The New Mexico law is a game-changer because it effectively nullifies many of HIPAA’s permissions for routine disclosures for treatment, payment, and healthcare operations. Before this law, a primary care physician in New Mexico could send a patient’s record to a specialist for a consultation without needing a separate, specific consent form—it was considered part of treatment. Now, that same action requires explicit patient consent. The process has become far more granular. Before sending that electronic record, the provider’s office must first check the patient’s file for a signed consent form that specifically authorizes disclosure to that type of recipient for that specific purpose. If it’s not there, they must stop and obtain it. This means integrating a consent management module into their electronic health record system, training staff to verify consent before every single disclosure, and creating a robust system to track and manage these consents, as they may be revoked at any time.
What is your forecast for state-level health privacy legislation?
I believe we are just at the beginning of a major wave of state-level health privacy legislation.

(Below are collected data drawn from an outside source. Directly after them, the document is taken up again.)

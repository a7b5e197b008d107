use chrono::Utc;
use std::sync::Arc;
use tracing::{error, info, instrument, warn};

use super::ImageJob;
use crate::errors::ApiError;
use crate::models::{ImageRef, ImageSlot, ImageUpdate, PostRecord};
use crate::repositories::PostRepository;
use crate::services::{Clients, generate_images};

#[derive(Debug, Clone, PartialEq)]
pub enum JobOutcome {
    /// The record was no longer pending; nothing was done.
    AlreadyComplete,
    /// Images were attempted and the record finished.
    Completed { images_generated: usize },
    /// The job failed but the record was released from pending.
    Abandoned { error: String },
}

/// Performs image jobs against the record store.
#[derive(Clone)]
pub struct ImageJobRunner {
    posts: Arc<dyn PostRepository>,
    clients: Clients,
}

impl ImageJobRunner {
    pub fn new(posts: Arc<dyn PostRepository>, clients: Clients) -> Self {
        Self { posts, clients }
    }

    /// Runs one job. Only the record id and seed text come from the job;
    /// everything else is read from the record, so running the same job
    /// twice is harmless.
    ///
    /// A missing record is a terminal error. Any later failure clears the
    /// pending flag before returning, so no record stays pending forever.
    #[instrument(skip_all, fields(post_id = job.post_id))]
    pub async fn run(&self, job: &ImageJob) -> Result<JobOutcome, ApiError> {
        info!("Starting image job");

        let record = self
            .posts
            .find_by_id(job.post_id)
            .await?
            .ok_or(ApiError::NotFound)?;

        if !record.images_pending {
            info!("Images already processed");
            return Ok(JobOutcome::AlreadyComplete);
        }

        match self.fill_images(job, &record).await {
            Ok(images_generated) => {
                info!(images_generated, "Image job completed");
                Ok(JobOutcome::Completed { images_generated })
            }
            Err(err) => {
                error!(error = %err, "Image job failed");
                let now = Utc::now().naive_utc();
                match self.posts.clear_images_pending(job.post_id, Some(now)).await {
                    Ok(()) => {
                        warn!("Released record from pending after failure");
                        Ok(JobOutcome::Abandoned {
                            error: err.to_string(),
                        })
                    }
                    Err(clear_err) => {
                        error!(error = %clear_err, "Could not release record from pending");
                        Err(err)
                    }
                }
            }
        }
    }

    async fn fill_images(&self, job: &ImageJob, record: &PostRecord) -> Result<usize, ApiError> {
        let seed_text = if job.seed_text.trim().is_empty() {
            record.summary.as_str()
        } else {
            job.seed_text.as_str()
        };

        let batch = generate_images(
            self.clients.prompts.as_ref(),
            self.clients.images.as_ref(),
            seed_text,
        )
        .await;

        let mut update = ImageUpdate {
            finish: true,
            ..ImageUpdate::default()
        };

        for slot in ImageSlot::ALL {
            let Some(bytes) = &batch.images[slot.index()] else {
                continue;
            };
            let name_hint = format!("post_{}_image_{}", record.id, slot.number());
            match self.clients.blobs.upload(bytes, &name_hint).await {
                Ok(url) => {
                    info!(%slot, %url, "Image uploaded");
                    update.slots[slot.index()] = Some(ImageRef {
                        url,
                        prompt: batch.prompts[slot.index()].clone(),
                    });
                }
                Err(err) => warn!(%slot, error = %err, "Image upload failed"),
            }
        }

        let images_generated = update.populated();
        self.posts
            .apply_image_update(record.id, update, Utc::now().naive_utc())
            .await?;
        Ok(images_generated)
    }
}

The federal pace on privacy is slow, and states are stepping in to fill the void, driven by consumer demand and specific social issues. We’ll see two major trends. First, more states will enact “shield laws” similar to Colorado’s to protect sensitive health data related to things like reproductive and gender-affirming care. Second, I expect more states to follow New Mexico’s lead in tightening consent requirements, moving away from HIPAA’s broad permissions and toward a model where patients have much more granular control over their data. For healthcare organizations, this means the compliance landscape will only become more fragmented and complex. The strategy of simply being “HIPAA-compliant” is no longer viable; the future is about mastering a patchwork of state-specific rules.